Joined hands

In Paul Turner's Blog by Paul Turner

Q: Ceremonial of Bishops, n. 107, second sentence, says that concelebrants and ministers have their hands joined when walking and standing, unless they are holding something. It is in the chapter with the title “General Norms”. 

The 2010 translation of the Roman Missal has in the General Instruction, n. 112 that when Mass is celebrated by the bishop the norms found in Ceremonial of Bishops should be observed.

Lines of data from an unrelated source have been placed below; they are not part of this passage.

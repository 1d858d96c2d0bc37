//! NetChat operator hub library.
//! This crate exposes internal modules for integration testing.
//! The binary entry point is in main.rs.

pub mod chat;
pub mod config;
pub mod db;
pub mod dispatch;
pub mod routes;
pub mod session;
pub mod state;
pub mod tcp;
pub mod ws;
use std::process::{Command, Output};

use crate::error::AppError;

/// Exit status and captured output of one external program run
#[derive(Debug, Clone, Default, PartialEq, Eq)]
pub struct CommandOutput {
    /// Exit code, `None` when the process was killed by a signal
    pub code: Option<i32>,
    pub stdout: String,
    pub stderr: String,
}

impl CommandOutput {
    pub fn success(&self) -> bool {
        self.code == Some(0)
    }

    /// Converts a non-zero exit into [`AppError::CommandFailed`]
    pub fn check(self, program: &str) -> Result<Self, AppError> {
        if self.success() {
            return Ok(self);
        }
        let detail = match (self.stderr.trim(), self.code) {
            (stderr, _) if !stderr.is_empty() => stderr.to_string(),
            (_, Some(code)) => format!("exit status {code}"),
            (_, None) => "terminated by signal".to_string(),
        };
        Err(AppError::CommandFailed {
            program: program.to_string(),
            detail,
        })
    }
}

impl From<Output> for CommandOutput {
    fn from(output: Output) -> Self {
        Self {
            code: output.status.code(),
            stdout: String::from_utf8_lossy(&output.stdout).into_owned(),
            stderr: String::from_utf8_lossy(&output.stderr).into_owned(),
        }
    }
}

/// Runs external programs. Implemented by [`SystemRunner`] for real use and by
/// scripted fakes in tests.
pub trait CommandRunner {
    /// Runs `program` with `args` to completion.
    ///
    /// Returns `Err` only when the program could not be started at all; a
    /// non-zero exit is reported through [`CommandOutput::code`].
    fn run(&self, program: &str, args: &[&str]) -> Result<CommandOutput, AppError>;
}

/// Spawns real processes with `std::process::Command`
#[derive(Debug, Default, Clone, Copy)]
pub struct SystemRunner;

impl CommandRunner for SystemRunner {
    fn run(&self, program: &str, args: &[&str]) -> Result<CommandOutput, AppError> {
        let output: Output = Command::new(program).args(args).output()?;
        Ok(output.into())
    }
}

But my understanding is that it does not repeat the instruction about concelebrants and ministers having their hands joined when standing. In General Instruction of the Roman Missal, n. 175, it says the deacon greets the people with hands joined, then does the gesture of using his thumb to make crosses on the book, his forehead, mouth and breast. But then has no instruction on the position of his hands while proclaiming the Gospel.

How do you interpret this? Should a Deacon, proclaiming the Gospel, have hands joined in these situations:

a. In Mass with a bishop?

b. In Mass without a bishop?

c. In a Rite of Distributing Holy Communion Outside Mass?

What about if a Deacon is giving a homily in situations b and c?


A: It’s hard to make a definitive judgment on this from the evidence you have correctly collected. I think it’s safe to presume that joined hands are a default position for ministers. However, while proclaiming the gospel, a deacon or priest may want to steady himself at the ambo or rest a hand on the book to keep his place while he reads. He may also find that resting hands on the ambo presents a more engaging posture to communicate the words to the people. These would all be practical measures in line with the exception to be made when “holding something.”

There are even fewer rubrics in Holy Communion and Worship of the Eucharist Outside Mass. The proclamation of a gospel may be included in services held outside a church, such as in a hospital room, where the deacon may be holding the book with the reading.

Homilists generally need their hands free to make occasional gestures.

Absent anything more explicit in the rubrics, I think that the deacon has a choice of folding hands at the ambo for the gospel. He would best consult others in his community who may have preferences leading to uniformity or justifiable diversity in local practice.